PROBLEM TO SOLVE » Using the listing below, work out how many lines contain the word "Result", and respond with that number alone.

---

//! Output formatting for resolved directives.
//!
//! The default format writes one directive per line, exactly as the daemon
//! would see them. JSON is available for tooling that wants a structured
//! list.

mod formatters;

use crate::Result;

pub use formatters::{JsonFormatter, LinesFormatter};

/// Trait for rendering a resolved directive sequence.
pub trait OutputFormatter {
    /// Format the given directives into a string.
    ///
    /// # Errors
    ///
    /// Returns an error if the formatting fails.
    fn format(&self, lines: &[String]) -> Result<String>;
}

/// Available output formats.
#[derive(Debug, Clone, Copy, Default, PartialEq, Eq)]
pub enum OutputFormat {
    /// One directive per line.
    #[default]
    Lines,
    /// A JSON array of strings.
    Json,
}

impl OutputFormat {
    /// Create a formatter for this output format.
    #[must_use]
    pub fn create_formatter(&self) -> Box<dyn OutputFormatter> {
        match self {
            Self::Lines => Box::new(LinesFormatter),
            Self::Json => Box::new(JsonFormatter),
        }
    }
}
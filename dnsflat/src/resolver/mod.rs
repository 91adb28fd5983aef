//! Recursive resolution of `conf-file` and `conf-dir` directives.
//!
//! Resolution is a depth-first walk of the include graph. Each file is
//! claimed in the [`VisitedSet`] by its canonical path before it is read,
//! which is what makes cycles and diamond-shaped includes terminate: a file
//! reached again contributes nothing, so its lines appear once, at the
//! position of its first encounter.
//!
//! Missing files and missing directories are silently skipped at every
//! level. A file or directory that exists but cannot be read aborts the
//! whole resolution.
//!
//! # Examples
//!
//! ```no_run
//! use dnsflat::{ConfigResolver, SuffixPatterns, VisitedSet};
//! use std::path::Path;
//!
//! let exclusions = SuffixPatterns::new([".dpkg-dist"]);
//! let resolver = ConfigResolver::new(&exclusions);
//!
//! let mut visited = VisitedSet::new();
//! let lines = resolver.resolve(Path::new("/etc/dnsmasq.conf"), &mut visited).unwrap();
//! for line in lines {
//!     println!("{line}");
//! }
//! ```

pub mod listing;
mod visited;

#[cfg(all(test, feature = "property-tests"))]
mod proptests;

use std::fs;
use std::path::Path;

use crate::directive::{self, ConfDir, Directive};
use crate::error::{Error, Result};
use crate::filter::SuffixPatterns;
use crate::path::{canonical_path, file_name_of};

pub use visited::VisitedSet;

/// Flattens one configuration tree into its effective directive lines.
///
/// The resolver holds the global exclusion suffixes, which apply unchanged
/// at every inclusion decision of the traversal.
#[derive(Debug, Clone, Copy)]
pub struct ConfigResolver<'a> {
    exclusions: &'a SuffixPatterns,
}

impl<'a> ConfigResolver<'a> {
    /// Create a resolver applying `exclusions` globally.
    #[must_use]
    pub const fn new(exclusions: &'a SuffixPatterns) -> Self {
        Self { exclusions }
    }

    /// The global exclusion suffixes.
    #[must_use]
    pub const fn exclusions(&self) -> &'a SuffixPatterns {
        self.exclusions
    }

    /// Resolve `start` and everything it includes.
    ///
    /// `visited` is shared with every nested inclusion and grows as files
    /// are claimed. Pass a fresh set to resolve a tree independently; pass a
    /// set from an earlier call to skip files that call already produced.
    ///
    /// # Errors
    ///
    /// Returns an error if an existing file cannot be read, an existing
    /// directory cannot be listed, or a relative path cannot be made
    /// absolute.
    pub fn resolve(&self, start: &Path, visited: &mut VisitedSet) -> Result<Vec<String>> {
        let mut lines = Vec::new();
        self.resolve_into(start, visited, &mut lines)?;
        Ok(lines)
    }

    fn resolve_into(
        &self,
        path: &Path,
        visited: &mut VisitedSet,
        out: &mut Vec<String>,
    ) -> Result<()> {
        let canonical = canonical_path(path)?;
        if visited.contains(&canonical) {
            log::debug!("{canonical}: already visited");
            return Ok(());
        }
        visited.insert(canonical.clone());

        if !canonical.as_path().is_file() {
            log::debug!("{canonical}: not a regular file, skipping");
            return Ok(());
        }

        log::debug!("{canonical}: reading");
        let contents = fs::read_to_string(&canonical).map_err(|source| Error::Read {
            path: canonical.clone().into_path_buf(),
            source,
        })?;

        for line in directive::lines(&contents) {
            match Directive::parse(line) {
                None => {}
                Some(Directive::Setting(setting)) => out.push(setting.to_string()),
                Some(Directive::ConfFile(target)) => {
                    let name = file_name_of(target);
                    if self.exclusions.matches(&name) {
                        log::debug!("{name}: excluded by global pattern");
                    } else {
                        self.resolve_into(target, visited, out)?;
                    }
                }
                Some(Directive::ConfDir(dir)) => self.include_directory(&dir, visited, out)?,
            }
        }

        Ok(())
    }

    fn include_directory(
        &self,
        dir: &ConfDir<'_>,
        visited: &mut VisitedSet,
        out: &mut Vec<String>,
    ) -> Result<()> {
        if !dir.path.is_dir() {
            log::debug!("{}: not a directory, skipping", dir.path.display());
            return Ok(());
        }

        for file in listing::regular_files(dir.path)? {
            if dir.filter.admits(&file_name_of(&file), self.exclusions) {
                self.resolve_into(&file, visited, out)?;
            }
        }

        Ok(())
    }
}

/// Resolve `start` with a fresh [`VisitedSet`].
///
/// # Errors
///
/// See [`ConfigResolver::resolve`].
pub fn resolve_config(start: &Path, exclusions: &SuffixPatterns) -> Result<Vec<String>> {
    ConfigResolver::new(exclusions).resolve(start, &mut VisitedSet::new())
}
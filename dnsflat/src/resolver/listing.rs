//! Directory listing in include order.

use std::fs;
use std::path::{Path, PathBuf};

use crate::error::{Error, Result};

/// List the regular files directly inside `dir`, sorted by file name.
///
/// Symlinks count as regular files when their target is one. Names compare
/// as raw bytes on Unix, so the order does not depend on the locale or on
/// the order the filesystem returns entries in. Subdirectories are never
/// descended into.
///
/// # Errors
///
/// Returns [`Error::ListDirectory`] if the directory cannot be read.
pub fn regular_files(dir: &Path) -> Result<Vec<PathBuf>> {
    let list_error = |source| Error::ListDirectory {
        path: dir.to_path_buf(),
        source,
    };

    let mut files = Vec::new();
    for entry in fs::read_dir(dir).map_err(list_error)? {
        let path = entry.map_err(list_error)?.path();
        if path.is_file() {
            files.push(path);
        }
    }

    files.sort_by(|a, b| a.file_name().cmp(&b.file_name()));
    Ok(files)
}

---

ANSWER » 9